J.D. Milshtein, R.M. Darling, F.R. Brushett
Keywords: non-aqueous redox flow battery, flow cell, area specific resistance, polarization, electrochemical impedance spectroscopy
Summary:Redox flow batteries (RFBs) are promising electrochemical devices are suitable for storing energy over multiple hours, and RFBs offer several advantages over enclosed batteries including independent scaling of power and energy, long service life, improved safety, and simplified manufacturing. While aqueous RFB chemistries have been more widely studied, a recent techno-economic assessment has indicated non-aqueous RFBs offer an alternative pathway to low-cost energy storage . Transitioning from aqueous to non-aqueous electrolytes offers a wider window of electrochemical stability that enables operation at higher cell voltages (>4 V) . Further, a greater selection of redox materials may be available due to the wider solvent stability window and the variety of non-aqueous solvents. Together these benefits promise to reduce the cost of energy and to potentially enable high-energy small-footprint storage devices. As a nascent field, most research efforts have focused on active materials discovery and proof-of-concept validation in either static cells or un-optimized flow cells [2, 3]. Less consideration has given to the engineering challenges associated with developing the high-performance flow cells necessary to realize low system costs. To this end, we employ recently developed flow cell diagnostics to understand and overcome the performance limiting factors in non-aqueous flow cells . Using a single electrolyte configuration (Figure 1A), where a model redox compound is oxidized and reduced in a continuous loop through the reactor, we systematically evaluate the role of cell architecture, constituent components, and electrolyte properties on cell performance with minimal confounding factors (e.g., reactant crossover). By leveraging cell polarization and electrochemical impedance spectroscopy, we can quantify resistive losses and unambiguously correlate these losses to kinetic, ohmic, or transport processes.

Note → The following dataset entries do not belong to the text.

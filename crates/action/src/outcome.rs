use std::collections::HashMap;

use serde::Deserialize;

use crate::error::ActionExecutionError;

/// Arbitrary data an executor hands back on success.
pub type ResponseContext = HashMap<String, serde_json::Value>;

/// Result of invoking an action executor.
///
/// The dispatch listener matches on this enum to decide whether the
/// intercepted operation proceeds:
/// - `Success` → proceed
/// - `Failed` → block with the handler's business reason (client fault)
/// - `Error` → block with the handler's error (server fault)
/// - `Unknown` → block without claiming a specific fault
#[derive(Debug, Clone, PartialEq)]
pub enum ExecutionOutcome {
    /// The handler allowed the operation.
    Success {
        /// Data returned by the handler.
        response_context: ResponseContext,
    },

    /// The handler rejected the operation on a business rule.
    Failed {
        /// Short reason, shown to the client.
        reason: String,
        /// Optional elaboration of the reason.
        description: Option<String>,
    },

    /// The handler reported an internal or system error.
    Error {
        /// Short error message.
        message: String,
        /// Optional elaboration of the message.
        description: Option<String>,
    },

    /// Status tag was absent or unrecognized.
    Unknown,
}

/// Status tag of an [`ExecutionOutcome`].
#[derive(Debug, Clone, Copy, PartialEq, Eq, Hash)]
pub enum ActionStatus {
    /// See [`ExecutionOutcome::Success`].
    Success,
    /// See [`ExecutionOutcome::Failed`].
    Failed,
    /// See [`ExecutionOutcome::Error`].
    Error,
}

impl ActionStatus {
    /// Wire form of the status tag.
    pub const fn as_str(self) -> &'static str {
        match self {
            Self::Success => "SUCCESS",
            Self::Failed => "FAILED",
            Self::Error => "ERROR",
        }
    }

    fn from_wire(tag: &str) -> Option<Self> {
        match tag {
            "SUCCESS" => Some(Self::Success),
            "FAILED" => Some(Self::Failed),
            "ERROR" => Some(Self::Error),
            _ => None,
        }
    }
}

// ── Convenience constructors ────────────────────────────────────────────────

impl ExecutionOutcome {
    /// Create a success outcome with an empty response context.
    pub fn success() -> Self {
        Self::Success {
            response_context: ResponseContext::new(),
        }
    }

    /// Create a success outcome carrying a response context.
    pub fn success_with_context(response_context: ResponseContext) -> Self {
        Self::Success { response_context }
    }

    /// Create a failed outcome without a description.
    pub fn failed(reason: impl Into<String>) -> Self {
        Self::Failed {
            reason: reason.into(),
            description: None,
        }
    }

    /// Create a failed outcome with a description.
    pub fn failed_with_description(
        reason: impl Into<String>,
        description: impl Into<String>,
    ) -> Self {
        Self::Failed {
            reason: reason.into(),
            description: Some(description.into()),
        }
    }

    /// Create an error outcome without a description.
    pub fn error(message: impl Into<String>) -> Self {
        Self::Error {
            message: message.into(),
            description: None,
        }
    }

    /// Create an error outcome with a description.
    pub fn error_with_description(
        message: impl Into<String>,
        description: impl Into<String>,
    ) -> Self {
        Self::Error {
            message: message.into(),
            description: Some(description.into()),
        }
    }

    /// The status tag, or `None` for [`ExecutionOutcome::Unknown`].
    pub fn status(&self) -> Option<ActionStatus> {
        match self {
            Self::Success { .. } => Some(ActionStatus::Success),
            Self::Failed { .. } => Some(ActionStatus::Failed),
            Self::Error { .. } => Some(ActionStatus::Error),
            Self::Unknown => None,
        }
    }

    /// Returns `true` if the handler allowed the operation.
    pub fn is_success(&self) -> bool {
        matches!(self, Self::Success { .. })
    }

    /// Decode an external handler's JSON response.
    ///
    /// The response carries an `actionStatus` tag of `SUCCESS`, `FAILED` or
    /// `ERROR`. Failed responses must carry `failureReason` (optionally
    /// `failureDescription`), error responses must carry `errorMessage`
    /// (optionally `errorDescription`). Every other top-level field of a
    /// success response becomes its response context.
    ///
    /// A missing or unrecognized status decodes to [`ExecutionOutcome::Unknown`].
    ///
    /// # Examples
    ///
    /// ```
    /// use tollgate_action::ExecutionOutcome;
    ///
    /// let body = serde_json::json!({
    ///     "actionStatus": "FAILED",
    ///     "failureReason": "password_reused",
    /// });
    /// let outcome = ExecutionOutcome::from_response(&body).unwrap();
    /// assert_eq!(outcome, ExecutionOutcome::failed("password_reused"));
    /// ```
    pub fn from_response(body: &serde_json::Value) -> Result<Self, ActionExecutionError> {
        let wire = WireResponse::deserialize(body)
            .map_err(|e| ActionExecutionError::invalid_response(e.to_string()))?;
        wire.into_outcome()
    }

    /// Decode an external handler's raw JSON response body.
    pub fn from_slice(body: &[u8]) -> Result<Self, ActionExecutionError> {
        let wire: WireResponse = serde_json::from_slice(body)
            .map_err(|e| ActionExecutionError::invalid_response(e.to_string()))?;
        wire.into_outcome()
    }
}

#[derive(Deserialize)]
#[serde(rename_all = "camelCase")]
struct WireResponse {
    action_status: Option<String>,
    failure_reason: Option<String>,
    failure_description: Option<String>,
    error_message: Option<String>,
    error_description: Option<String>,
    #[serde(flatten)]
    rest: ResponseContext,
}

impl WireResponse {
    fn into_outcome(self) -> Result<ExecutionOutcome, ActionExecutionError> {
        let status = self.action_status.as_deref().and_then(ActionStatus::from_wire);
        match status {
            Some(ActionStatus::Success) => Ok(ExecutionOutcome::Success {
                response_context: self.rest,
            }),
            Some(ActionStatus::Failed) => {
                let reason = self.failure_reason.ok_or_else(|| {
                    ActionExecutionError::invalid_response("missing `failureReason`")
                })?;
                Ok(ExecutionOutcome::Failed {
                    reason,
                    description: self.failure_description,
                })
            }
            Some(ActionStatus::Error) => {
                let message = self.error_message.ok_or_else(|| {
                    ActionExecutionError::invalid_response("missing `errorMessage`")
                })?;
                Ok(ExecutionOutcome::Error {
                    message,
                    description: self.error_description,
                })
            }
            None => Ok(ExecutionOutcome::Unknown),
        }
    }
}

#[cfg(test)]
mod tests {
    use super::*;
    use pretty_assertions::assert_eq;
    use rstest::rstest;
    use serde_json::json;

    #[test]
    fn constructors_set_status() {
        assert_eq!(ExecutionOutcome::success().status(), Some(ActionStatus::Success));
        assert_eq!(ExecutionOutcome::failed("r").status(), Some(ActionStatus::Failed));
        assert_eq!(ExecutionOutcome::error("m").status(), Some(ActionStatus::Error));
        assert_eq!(ExecutionOutcome::Unknown.status(), None);
        assert!(ExecutionOutcome::success().is_success());
        assert!(!ExecutionOutcome::Unknown.is_success());
    }

    #[test]
    fn decodes_success_with_context() {
        let body = json!({
            "actionStatus": "SUCCESS",
            "operations": [{"op": "replace", "path": "/user/claims/0"}],
        });

        let outcome = ExecutionOutcome::from_response(&body).unwrap();

        let ExecutionOutcome::Success { response_context } = outcome else {
            panic!("expected Success, got {outcome:?}");
        };
        assert_eq!(response_context.len(), 1);
        assert!(response_context.contains_key("operations"));
    }

    #[test]
    fn decodes_failed_with_description() {
        let body = json!({
            "actionStatus": "FAILED",
            "failureReason": "FailureReason",
            "failureDescription": "FailureDescription",
        });

        assert_eq!(
            ExecutionOutcome::from_response(&body).unwrap(),
            ExecutionOutcome::failed_with_description("FailureReason", "FailureDescription")
        );
    }

    #[test]
    fn decodes_error_without_description() {
        let body = json!({"actionStatus": "ERROR", "errorMessage": "ErrorMessage"});

        assert_eq!(
            ExecutionOutcome::from_response(&body).unwrap(),
            ExecutionOutcome::error("ErrorMessage")
        );
    }

    #[rstest]
    #[case::missing(json!({}))]
    #[case::null(json!({"actionStatus": null}))]
    #[case::unrecognized(json!({"actionStatus": "INCOMPLETE"}))]
    #[case::lowercase(json!({"actionStatus": "success"}))]
    fn absent_or_unrecognized_status_is_unknown(#[case] body: serde_json::Value) {
        assert_eq!(
            ExecutionOutcome::from_response(&body).unwrap(),
            ExecutionOutcome::Unknown
        );
    }

    #[rstest]
    #[case::failed_without_reason(json!({"actionStatus": "FAILED"}), "failureReason")]
    #[case::error_without_message(json!({"actionStatus": "ERROR"}), "errorMessage")]
    fn recognized_status_requires_primary_text(
        #[case] body: serde_json::Value,
        #[case] field: &str,
    ) {
        let err = ExecutionOutcome::from_response(&body).unwrap_err();
        assert!(matches!(err, ActionExecutionError::InvalidResponse(_)));
        assert!(err.to_string().contains(field));
    }

    #[test]
    fn non_object_body_is_invalid() {
        let err = ExecutionOutcome::from_response(&json!("SUCCESS")).unwrap_err();
        assert!(matches!(err, ActionExecutionError::InvalidResponse(_)));
    }

    #[test]
    fn decodes_raw_bytes() {
        let outcome = ExecutionOutcome::from_slice(br#"{"actionStatus":"SUCCESS"}"#).unwrap();
        assert_eq!(outcome, ExecutionOutcome::success());

        let err = ExecutionOutcome::from_slice(b"not json").unwrap_err();
        assert!(matches!(err, ActionExecutionError::InvalidResponse(_)));
    }
}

Guided by this approach, we have been able to reduce cell resistance by an order of magnitude and begin to approach performance levels necessary for economic viability (Figure 1B & 1C) . In this presentation, we will discuss the role of cell design, electrolyte selection, and flow rate on non-aqueous flow cell performance and will propose a set of design criteria for developing high performance electroreactors in a chemistry-agnostic fashion.